One of the most discussed ideas beyond adding more coaches and scholarships and pushing the season back is the idea of breaking Division I college baseball in two subdivisions, like what football has created. The proposal has backers both among coaches in the biggest programs, who want to be able to enact significant reforms but are blocked by schools that aren’t as heavily invested in the sport. It also has backers among coaches at low-major programs, who feel that they are competing with a deck stacked against them due to their disparate levels of revenue, facilities and even scholarships.

“A lot of our voting is controlled by numbers, it’s not always controlled by what the best situation for each institution is,” said a coach at a Power Five conference school. “The Power Five has proven willing to expand. If a program is going to be in that opportunity, they need to be willing to do that. Right now may not be best time to discuss it because of finances but it’s important that we put best product on the field.

“It’s difficult to go to a mid-major on a Tuesday and there’s no replay, no pitch clock and they’re not using four umpires.”

While that coach said it may be difficult to discuss a split into subdivisions given the current financial state of college athletics, a low-major coach said the current situation will only serve to exacerbate the differences and further show how useful splitting in two would be.

“Especially now, you’re going to have some people in an 11.7 (scholarship) sport have 5-6 scholarships but are still playing at that level, whereas you have 100 teams with 11.7 scholarships and amenities on top,” he said. “So, when these lower teams go play, they may not have a fighting chance unless you overachieve.
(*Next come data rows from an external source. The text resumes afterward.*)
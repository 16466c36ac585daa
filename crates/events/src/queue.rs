//! Fire-and-forget task dispatch.

use tokio::sync::mpsc;
use widgetry_core::notification::EmailMessage;
use widgetry_core::types::PublicId;

/// Owner of the spreadsheet a row is appended to.
#[derive(Debug, Clone, Copy, PartialEq, Eq)]
pub enum SheetTarget {
    FormWidget(PublicId),
    AppointmentWidget(PublicId),
}

/// A side effect to perform outside the request.
#[derive(Debug, Clone, PartialEq)]
pub enum Task {
    SendEmail(EmailMessage),
    /// Append `values` to the target's spreadsheet. `header` becomes the
    /// first row when the spreadsheet has to be created.
    AppendToSheet {
        target: SheetTarget,
        values: Vec<String>,
        header: Vec<String>,
    },
}

impl Task {
    fn kind(&self) -> &'static str {
        match self {
            Self::SendEmail(_) => "send_email",
            Self::AppendToSheet { .. } => "append_to_sheet",
        }
    }
}

/// Sending half of the task channel. Cheap to clone.
#[derive(Debug, Clone)]
pub struct TaskQueue {
    sender: mpsc::Sender<Task>,
}

impl TaskQueue {
    /// Create a queue buffering at most `capacity` tasks, with the
    /// receiver the [`TaskRunner`](crate::TaskRunner) consumes.
    pub fn new(capacity: usize) -> (Self, mpsc::Receiver<Task>) {
        let (sender, receiver) = mpsc::channel(capacity.max(1));
        (Self { sender }, receiver)
    }

    /// Enqueue without waiting. A full or closed queue drops the task with
    /// an error log; the caller never sees the failure.
    pub fn dispatch(&self, task: Task) {
        let kind = task.kind();
        match self.sender.try_send(task) {
            Ok(()) => tracing::debug!(task = kind, "Task queued"),
            Err(mpsc::error::TrySendError::Full(_)) => {
                tracing::error!(task = kind, "Task queue full, dropping task");
            }
            Err(mpsc::error::TrySendError::Closed(_)) => {
                tracing::error!(task = kind, "Task queue closed, dropping task");
            }
        }
    }
}
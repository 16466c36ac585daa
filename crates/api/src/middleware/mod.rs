//! Authentication and authorization extractors.
//!
//! - [`auth::AuthUser`]: the caller identified by a Bearer access token;
//!   `Option<AuthUser>` accepts anonymous callers.
//! - [`rbac::RequireAdmin`]: staff accounts only.

pub mod auth;
pub mod rbac;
You have the haves and the have nots, and you weigh which teams can provide what and that’s how you split it. I think there’s more of the have nots, in terms of the 11.7 scholarships, that will be created (by the financial crunch).”

Any split into subdivisions would be tricky to navigate as many mid- and low-major conferences are dominated by one or two programs that may be inclined to stay up in the top subdivision, while the rest would prefer to be in the lower subdivision. How to resolve that issue would require some finesse, as would determining the qualifications for membership in the top subdivision. It also would be a challenging process to convince the NCAA’s decision makers that this was a necessary step, as football is the only sport to use subdivisions. But, even for the obstacles, it remains a big-picture idea that some around the game believe would be a positive step.

The current financial reality brought on by the beginning of a recession and the uncertainty about the coronavirus pandemic’s effects on sports makes this a time for bold thinking. Part of the reason the New Model has found new traction among coaches is because it promises to push college baseball closer to a revenue sport, which would grant it a better seat at the table to discuss some other changes to the game.

Whether that bold thinking ushers in a new college baseball calendar or any of the coaches’ other ideas for improving the sport remains to be seen. But at a key time in college athletics, college baseball coaches have shown they’re ready for some outside-the-box thinking.